The result of this menagerie of messy weather is a lot of ice formation across crop fields, including those with alfalfa.

Ice sheeting may cause damage or kill alfalfa plants in three ways:

• Plant suffocation from lack of oxygen

• The buildup of respiration by-products (CO2) to toxic levels

• Crown injury making plants more susceptible to disease

Injury is most likely to occur on flat, heavy, wet soils and/or where stubble does not protrude through the ice sheet. Winter cereals may be more susceptible to winterkill from long-standing ice than perennial forages such as alfalfa.

The good news is that alfalfa plants have not yet broken dormancy and plant respiration rates are extremely low. Ice sheeting that occurs in early spring would likely be more damaging. Of concern, however, is the duration that ice has existed in many locations.

There is little that can be done to eliminate the problem.

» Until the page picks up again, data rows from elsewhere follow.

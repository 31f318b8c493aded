//! Logging configuration

use serde::{Deserialize, Serialize};
use tracing_subscriber::{
    fmt,
    layer::SubscriberExt,
    util::SubscriberInitExt,
    EnvFilter,
};

use crate::errors::BridgeError;

/// Log level configuration
#[derive(Debug, Clone, Copy, Default, PartialEq, Eq, Serialize, Deserialize)]
#[serde(rename_all = "lowercase")]
pub enum LogLevel {
    Trace,
    Debug,
    #[default]
    Info,
    #[serde(alias = "warning")]
    Warn,
    Error,
}

impl LogLevel {
    pub fn to_filter_string(self) -> &'static str {
        match self {
            LogLevel::Trace => "trace",
            LogLevel::Debug => "debug",
            LogLevel::Info => "info",
            LogLevel::Warn => "warn",
            LogLevel::Error => "error",
        }
    }
}

impl std::str::FromStr for LogLevel {
    type Err = BridgeError;

    fn from_str(s: &str) -> Result<Self, Self::Err> {
        match s.to_lowercase().as_str() {
            "trace" => Ok(LogLevel::Trace),
            "debug" => Ok(LogLevel::Debug),
            "info" => Ok(LogLevel::Info),
            "warn" | "warning" => Ok(LogLevel::Warn),
            "error" => Ok(LogLevel::Error),
            _ => Err(BridgeError::ConfigError(format!("Invalid log level: {s}"))),
        }
    }
}

/// Logging options
#[derive(Debug, Clone)]
pub struct LogOptions {
    /// Log level
    pub log_level: LogLevel,

    /// Enable JSON format
    pub json_format: bool,

    /// Include the emitting module path in each line
    pub with_target: bool,
}

impl Default for LogOptions {
    fn default() -> Self {
        Self {
            log_level: LogLevel::Info,
            json_format: false,
            with_target: false,
        }
    }
}

/// Initialize logging
///
/// `RUST_LOG` takes precedence over the configured level.
pub fn init_logging(options: LogOptions) -> Result<(), BridgeError> {
    let filter = EnvFilter::try_from_default_env()
        .unwrap_or_else(|_| EnvFilter::new(options.log_level.to_filter_string()));

    let subscriber = tracing_subscriber::registry().with(filter);

    let result = if options.json_format {
        subscriber
            .with(fmt::layer().json().with_target(options.with_target))
            .try_init()
    } else {
        subscriber
            .with(fmt::layer().with_target(options.with_target))
            .try_init()
    };

    result.map_err(|e| BridgeError::ConfigError(e.to_string()))
}
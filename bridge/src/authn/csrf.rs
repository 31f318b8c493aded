//! CSRF token scraping

use std::sync::LazyLock;

use regex::Regex;
use tracing::{error, warn};

use crate::http::transport::{HttpRequest, HttpTransport};
use crate::storage::session::CookieSet;

/// API token on the IoT landing page
pub static IOT_TOKEN: LazyLock<Regex> =
    LazyLock::new(|| Regex::new(r#""csrfToken2":"(.+?)""#).expect("valid token pattern"));

/// Token on the passport login form
pub static PASSPORT_TOKEN: LazyLock<Regex> =
    LazyLock::new(|| Regex::new(r#""csrf_token" value="(.+?)""#).expect("valid token pattern"));

/// First capture of `pattern` in `body`
pub fn scrape_token(body: &str, pattern: &Regex) -> Option<String> {
    pattern
        .captures(body)
        .and_then(|caps| caps.get(1))
        .map(|m| m.as_str().to_string())
}

/// Fetch a fresh API CSRF token using the given session cookies.
///
/// `None` is the normal outcome for an expired session and is not an error.
pub async fn fetch_csrf_token(
    transport: &dyn HttpTransport,
    page_url: &str,
    cookies: &CookieSet,
) -> Option<String> {
    let request = HttpRequest::get(page_url).cookies(cookies.clone());

    let response = match transport.send(request).await {
        Ok(response) => response,
        Err(e) => {
            error!("Request error while fetching CSRF token: {}", e);
            return None;
        }
    };

    let token = scrape_token(&response.body, &IOT_TOKEN);
    if token.is_none() {
        warn!("Failed to retrieve csrfToken2 (status {})", response.status);
    }
    token
}
//! Polling worker for periodic device state sync

use std::future::Future;
use std::pin::Pin;
use std::time::Duration;

use tracing::{debug, error, info};

use crate::sync::device_state::DeviceStateSyncer;

/// Poller worker options
#[derive(Debug, Clone)]
pub struct Options {
    /// Polling interval
    pub interval: Duration,

    /// Initial delay before first poll
    pub initial_delay: Duration,
}

impl Default for Options {
    fn default() -> Self {
        Self {
            interval: Duration::from_secs(1),
            initial_delay: Duration::from_secs(5),
        }
    }
}

/// Run the poller worker
///
/// Each tick runs one coordinator cycle; the next tick starts only after every
/// device poll of the cycle has finished.
pub async fn run<S, F>(
    options: &Options,
    syncer: &DeviceStateSyncer,
    sleep_fn: S,
    mut shutdown_signal: Pin<Box<dyn Future<Output = ()> + Send>>,
) where
    S: Fn(Duration) -> F,
    F: Future<Output = ()>,
{
    info!("Poller worker starting...");

    tokio::select! {
        _ = &mut shutdown_signal => {
            info!("Poller worker shutting down...");
            return;
        }
        _ = sleep_fn(options.initial_delay) => {}
    }

    loop {
        tokio::select! {
            _ = &mut shutdown_signal => {
                info!("Poller worker shutting down...");
                return;
            }
            _ = sleep_fn(options.interval) => {}
        }

        match syncer.refresh_devices_data().await {
            Ok(report) if report.due > 0 => {
                debug!(
                    "Device cycle: {} due, {} synced, {} failed",
                    report.due, report.synced, report.failed
                );
            }
            Ok(_) => {}
            Err(e) => {
                error!("Device cycle failed: {}", e);
            }
        }
    }
}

Using a disk or rotary hoe to break the ice will result in more damage to both the implement and crop than if doing nothing. Applying fertilizer to melt large quantities of ice would require many tons per acre, and plants would probably die from salt injury next spring.

The best bet is to wait and assess damage (or lack thereof) this spring and make the appropriate decisions at that time. There are plenty of other things to worry about aside from the ones we can’t do anything about.